August 13, 2020
link to facebook link to twitter

Wine pairing: Grenache with turkey and cranberry soup

By: Jeff James
March 15, 2019

With all of the rain we’ve had to deal with over the past couple of months, the idea of a big pot of soup and a nice glass of red wine sounds just about perfect. This month’s recipe takes that concept one step further by adding the flavors and aromas of Thanksgiving… comfort food with comfort fragrances and a comfort beverage… count me in!

Grenache is a light to medium bodied red wine with light tannins and nice fruit, spice and herbal characteristics. This composition makes Grenache an especially versatile wine and allows it to pair nicely with the varied flavors and textures of our turkey and cranberry soup. While the acidity and tannins are relatively muted in this wine, they are present enough to stand up to the heavy cream and butter in the recipe while the nicely apparent berry fruit flavors can meld well with the dried cranberries. Grenache’s natural herbal notes, often reminiscent of oregano and tobacco, will marry well with the dried and fresh herbs and the light spiciness of the wine (think white pepper) matches nicely with the soup’s spices.

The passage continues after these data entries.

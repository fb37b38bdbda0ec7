use std::{
	collections::BTreeSet,
	path::{Component, Path, PathBuf},
};

use thiserror::Error;
use tokio_util::sync::CancellationToken;
use tracing::{debug, warn};
use walkdir::{DirEntry, WalkDir};

use crate::models::{FileKey, ROOT_FOLDER};

#[derive(Debug, Error)]
pub enum ScanError {
	#[error("root path does not exist: {0}")]
	RootMissing(String),

	#[error("root path is not a directory: {0}")]
	RootNotDir(String),

	#[error("scan cancelled")]
	Cancelled,

	#[error("scan task failed: {0}")]
	Join(String),
}

#[derive(Debug, Clone, Copy)]
pub struct ScanOptions {
	pub follow_symlinks: bool,
	/// Recursion bound, counted in directory levels below the root.
	pub max_depth: usize,
}

impl Default for ScanOptions {
	fn default() -> Self {
		Self { follow_symlinks: false, max_depth: 32 }
	}
}

/// What a walk saw on disk.
///
/// Anything the walk could not enumerate is recorded as unknown so the
/// reconciler leaves the matching catalog entries alone.
#[derive(Debug, Clone, Default)]
pub struct Snapshot {
	pub files: BTreeSet<FileKey>,
	pub unknown_folders: BTreeSet<String>,
	pub unknown_files: BTreeSet<FileKey>,
	pub skipped_entries: u64,
}

impl Snapshot {
	pub fn is_partial(&self) -> bool {
		!self.unknown_folders.is_empty() || !self.unknown_files.is_empty()
	}

	/// Whether the walk can vouch for the presence or absence of `key`.
	pub fn covers(&self, key: &FileKey) -> bool {
		!self.unknown_files.contains(key) && !self.unknown_folders.iter().any(|f| key.is_within(f))
	}
}

/// Walk `root` on the blocking pool.
pub async fn scan(root: PathBuf, options: ScanOptions, cancel: CancellationToken) -> Result<Snapshot, ScanError> {
	tokio::task::spawn_blocking(move || walk_root(&root, &options, &cancel))
		.await
		.map_err(|e| ScanError::Join(e.to_string()))?
}

pub fn walk_root(root: &Path, options: &ScanOptions, cancel: &CancellationToken) -> Result<Snapshot, ScanError> {
	if !root.exists() {
		return Err(ScanError::RootMissing(root.display().to_string()));
	}
	if !root.is_dir() {
		return Err(ScanError::RootNotDir(root.display().to_string()));
	}
	let canonical_root = root
		.canonicalize()
		.map_err(|_| ScanError::RootMissing(root.display().to_string()))?;

	let mut snapshot = Snapshot::default();
	let follow = options.follow_symlinks;

	let walker = WalkDir::new(root)
		.follow_links(follow)
		.max_depth(options.max_depth)
		.into_iter()
		.filter_entry(|entry| !follow || !escapes_root(entry, &canonical_root));

	for result in walker {
		if cancel.is_cancelled() {
			return Err(ScanError::Cancelled);
		}

		let entry = match result {
			Ok(e) => e,
			Err(err) => {
				record_walk_error(root, &err, &mut snapshot);
				continue;
			}
		};

		if entry.depth() == 0 {
			continue;
		}

		let file_type = entry.file_type();
		if file_type.is_dir() {
			if entry.depth() >= options.max_depth {
				if let Some(folder) = folder_label(root, entry.path()) {
					debug!(%folder, "depth limit reached, subtree left unknown");
					snapshot.unknown_folders.insert(folder);
				}
			}
			continue;
		}

		if file_type.is_symlink() || !file_type.is_file() {
			snapshot.skipped_entries += 1;
			continue;
		}

		match key_for(root, entry.path()) {
			Some(key) => {
				snapshot.files.insert(key);
			}
			None => {
				warn!(path = %entry.path().display(), "skipping file with unrepresentable name");
				snapshot.skipped_entries += 1;
			}
		}
	}

	Ok(snapshot)
}

fn record_walk_error(root: &Path, err: &walkdir::Error, snapshot: &mut Snapshot) {
	snapshot.skipped_entries += 1;

	if err.loop_ancestor().is_some() {
		debug!(error = %err, "symlink cycle skipped");
		return;
	}

	warn!(error = %err, "could not read entry, treating it as unknown");
	match err.path() {
		Some(path) => {
			if let Some(folder) = folder_label(root, path) {
				snapshot.unknown_folders.insert(folder);
			}
			if let Some(key) = key_for(root, path) {
				snapshot.unknown_files.insert(key);
			}
		}
		None => {
			snapshot.unknown_folders.insert(ROOT_FOLDER.to_string());
		}
	}
}

fn escapes_root(entry: &DirEntry, canonical_root: &Path) -> bool {
	if !entry.path_is_symlink() {
		return false;
	}
	match entry.path().canonicalize() {
		Ok(target) => !target.starts_with(canonical_root),
		Err(_) => true,
	}
}

/// Folder label for a directory under `root`.
pub fn folder_label(root: &Path, dir: &Path) -> Option<String> {
	let relative = dir.strip_prefix(root).ok()?;
	let mut segments = Vec::new();
	for component in relative.components() {
		match component {
			Component::Normal(s) => segments.push(s.to_str()?),
			Component::CurDir => {}
			_ => return None,
		}
	}
	if segments.is_empty() {
		Some(ROOT_FOLDER.to_string())
	} else {
		Some(segments.join("/"))
	}
}

/// Catalog key for a file path under `root`.
pub fn key_for(root: &Path, path: &Path) -> Option<FileKey> {
	let name = path.file_name()?.to_str()?;
	let folder = folder_label(root, path.parent()?)?;
	Some(FileKey::new(folder, name))
}

#[cfg(test)]
mod tests {
	use std::fs;

	use super::*;

	fn setup_tree(dir: &Path) {
		fs::create_dir_all(dir.join("subdir/deep")).unwrap();
		fs::write(dir.join("root.txt"), "hello").unwrap();
		fs::write(dir.join("subdir/mid.txt"), "ab").unwrap();
		fs::write(dir.join("subdir/deep/bottom.txt"), "abcdefghij").unwrap();
	}

	fn walk(dir: &Path, options: ScanOptions) -> Result<Snapshot, ScanError> {
		walk_root(dir, &options, &CancellationToken::new())
	}

	fn labels(snapshot: &Snapshot) -> Vec<String> {
		snapshot.files.iter().map(|k| k.to_string()).collect()
	}

	#[test]
	fn walks_nested_dirs() {
		let tmp = tempfile::tempdir().unwrap();
		setup_tree(tmp.path());

		let snapshot = walk(tmp.path(), ScanOptions::default()).unwrap();

		assert_eq!(snapshot.skipped_entries, 0);
		assert!(!snapshot.is_partial());
		assert_eq!(labels(&snapshot), vec!["./root.txt", "subdir/mid.txt", "subdir/deep/bottom.txt"]);
	}

	#[test]
	fn empty_dirs_produce_no_entries() {
		let tmp = tempfile::tempdir().unwrap();
		fs::create_dir_all(tmp.path().join("a/b/c")).unwrap();

		let snapshot = walk(tmp.path(), ScanOptions::default()).unwrap();

		assert!(snapshot.files.is_empty());
		assert_eq!(snapshot.skipped_entries, 0);
	}

	#[test]
	fn skips_symlinks_by_default() {
		let tmp = tempfile::tempdir().unwrap();
		setup_tree(tmp.path());
		std::os::unix::fs::symlink(tmp.path().join("root.txt"), tmp.path().join("link.txt")).unwrap();

		let snapshot = walk(tmp.path(), ScanOptions::default()).unwrap();

		assert_eq!(snapshot.files.len(), 3); // symlink not counted as a file
		assert_eq!(snapshot.skipped_entries, 1);
	}

	#[test]
	fn follows_only_contained_symlinks() {
		let outside = tempfile::tempdir().unwrap();
		fs::write(outside.path().join("secret.txt"), "nope").unwrap();

		let tmp = tempfile::tempdir().unwrap();
		setup_tree(tmp.path());
		std::os::unix::fs::symlink(tmp.path().join("subdir"), tmp.path().join("alias")).unwrap();
		std::os::unix::fs::symlink(outside.path(), tmp.path().join("escape")).unwrap();
		std::os::unix::fs::symlink(outside.path().join("secret.txt"), tmp.path().join("secret.txt")).unwrap();

		let options = ScanOptions { follow_symlinks: true, max_depth: 32 };
		let snapshot = walk(tmp.path(), options).unwrap();

		assert!(snapshot.files.contains(&FileKey::new("alias", "mid.txt")));
		assert!(snapshot.files.contains(&FileKey::new("alias/deep", "bottom.txt")));
		assert!(!snapshot.files.iter().any(|k| k.name == "secret.txt"));
		assert!(!snapshot.files.iter().any(|k| k.folder.starts_with("escape")));
	}

	#[test]
	fn symlink_cycle_terminates() {
		let tmp = tempfile::tempdir().unwrap();
		setup_tree(tmp.path());
		std::os::unix::fs::symlink(tmp.path(), tmp.path().join("subdir/back")).unwrap();

		let options = ScanOptions { follow_symlinks: true, max_depth: 32 };
		let snapshot = walk(tmp.path(), options).unwrap();

		assert!(snapshot.files.contains(&FileKey::new("subdir", "mid.txt")));
		assert!(snapshot.skipped_entries >= 1);
	}

	#[test]
	fn depth_limit_marks_subtree_unknown() {
		let tmp = tempfile::tempdir().unwrap();
		setup_tree(tmp.path());

		let options = ScanOptions { follow_symlinks: false, max_depth: 2 };
		let snapshot = walk(tmp.path(), options).unwrap();

		assert_eq!(labels(&snapshot), vec!["./root.txt", "subdir/mid.txt"]);
		assert!(snapshot.is_partial());
		assert!(!snapshot.covers(&FileKey::new("subdir/deep", "bottom.txt")));
		assert!(snapshot.covers(&FileKey::new("subdir", "mid.txt")));
	}

	#[test]
	fn unreadable_subdir_is_unknown_not_missing() {
		use std::os::unix::fs::PermissionsExt;

		let tmp = tempfile::tempdir().unwrap();
		setup_tree(tmp.path());
		let locked = tmp.path().join("subdir/deep");
		fs::set_permissions(&locked, fs::Permissions::from_mode(0o000)).unwrap();

		if fs::read_dir(&locked).is_ok() {
			// running with CAP_DAC_OVERRIDE; nothing to observe
			fs::set_permissions(&locked, fs::Permissions::from_mode(0o755)).unwrap();
			return;
		}

		let snapshot = walk(tmp.path(), ScanOptions::default()).unwrap();
		fs::set_permissions(&locked, fs::Permissions::from_mode(0o755)).unwrap();

		assert!(snapshot.unknown_folders.contains("subdir/deep"));
		assert!(!snapshot.covers(&FileKey::new("subdir/deep", "bottom.txt")));
		assert!(snapshot.files.contains(&FileKey::new("subdir", "mid.txt")));
	}

	#[test]
	fn cancelled_walk_stops() {
		let tmp = tempfile::tempdir().unwrap();
		setup_tree(tmp.path());
		let cancel = CancellationToken::new();
		cancel.cancel();

		let err = walk_root(tmp.path(), &ScanOptions::default(), &cancel).unwrap_err();
		assert!(matches!(err, ScanError::Cancelled));
	}

	#[test]
	fn nonexistent_path_errors() {
		let err = walk(Path::new("/tmp/stash_definitely_not_real"), ScanOptions::default()).unwrap_err();
		assert!(matches!(err, ScanError::RootMissing(_)));
	}

	#[test]
	fn file_not_dir_errors() {
		let tmp = tempfile::tempdir().unwrap();
		let file = tmp.path().join("afile.txt");
		fs::write(&file, "x").unwrap();

		let err = walk(&file, ScanOptions::default()).unwrap_err();
		assert!(matches!(err, ScanError::RootNotDir(_)));
	}

	#[test]
	fn keys_for_paths() {
		let root = Path::new("/srv/files");
		assert_eq!(key_for(root, Path::new("/srv/files/a.txt")), Some(FileKey::new(ROOT_FOLDER, "a.txt")));
		assert_eq!(key_for(root, Path::new("/srv/files/x/y/z.bin")), Some(FileKey::new("x/y", "z.bin")));
		assert_eq!(key_for(root, Path::new("/elsewhere/a.txt")), None);
	}
}
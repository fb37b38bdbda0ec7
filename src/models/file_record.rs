use std::path::PathBuf;

use chrono::{DateTime, Utc};
use serde::{Deserialize, Serialize};

/// Folder label for files that sit directly under the watched root.
pub const ROOT_FOLDER: &str = ".";

/// The natural key of a catalog entry.
///
/// `folder` is the `/`-separated directory path relative to the root,
/// or [`ROOT_FOLDER`]. `name` is the file's base name.
#[derive(Debug, Clone, PartialEq, Eq, PartialOrd, Ord, Hash, Serialize, Deserialize)]
pub struct FileKey {
    pub folder: String,
    pub name: String,
}

impl FileKey {
    pub fn new(folder: impl Into<String>, name: impl Into<String>) -> Self {
        Self { folder: folder.into(), name: name.into() }
    }

    /// Record key used by the catalog. Derived from the natural key so that
    /// two inserts of the same file address the same record.
    pub fn record_key(&self) -> String {
        let mut hasher = blake3::Hasher::new();
        hasher.update(self.folder.as_bytes());
        hasher.update(&[0]);
        hasher.update(self.name.as_bytes());
        hasher.finalize().to_hex().to_string()
    }

    /// Path of the file relative to the watched root.
    pub fn relative_path(&self) -> PathBuf {
        if self.folder == ROOT_FOLDER {
            PathBuf::from(&self.name)
        } else {
            PathBuf::from(&self.folder).join(&self.name)
        }
    }

    /// Whether this key lives in `folder` or anywhere below it.
    pub fn is_within(&self, folder: &str) -> bool {
        folder == ROOT_FOLDER
            || self.folder == folder
            || self
                .folder
                .strip_prefix(folder)
                .is_some_and(|rest| rest.starts_with('/'))
    }
}

impl std::fmt::Display for FileKey {
    fn fmt(&self, f: &mut std::fmt::Formatter<'_>) -> std::fmt::Result {
        write!(f, "{}/{}", self.folder, self.name)
    }
}

/// One catalog entry: a file the scanner found, and who may read it.
#[derive(Debug, Clone, Serialize, Deserialize, PartialEq)]
pub struct FileRecord {
    pub id: String,
    pub folder: String,
    pub name: String,
    pub owner: String,
    pub discovered_at: DateTime<Utc>,
}

impl FileRecord {
    pub fn key(&self) -> FileKey {
        FileKey::new(self.folder.clone(), self.name.clone())
    }
}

Grenache is grown in many parts of the world and it thrives in areas with ample heat, such as Spain, Southern France, Southern Italy, Australia and certain parts of Napa and Sonoma Counties. South America is producing an increasing amount of the grapes, which typically go by the Spanish name in that part of the world, which is “Garnacha”. This grape’s versatility makes it excellent for blending and some wonderfully complex wines that include Grenache can be found across the globe. Perhaps the most widely recognized blend here in the states is some form of the traditional “GSM” grapes, modeled after the wines of the Rhone region of France. “GSM” refers to Grenache, Syrah and Mourvedre, three grape varietals which complement each other exceptionally well.

Instead of the quick preparation of the soup which is called for in the recipe, I would suggest letting it simmer low and slow for a while. Let it bubble at least long enough to fill your home with the warm, comforting aromas that remind us that we can survive this wet, cold and dreary time of year and that the promise of spring is right around the corner. Then serve up some steaming bowls of the soup along with some fresh, local sourdough bread and a nice bottle of Grenache and make a toast to living well. Cheers!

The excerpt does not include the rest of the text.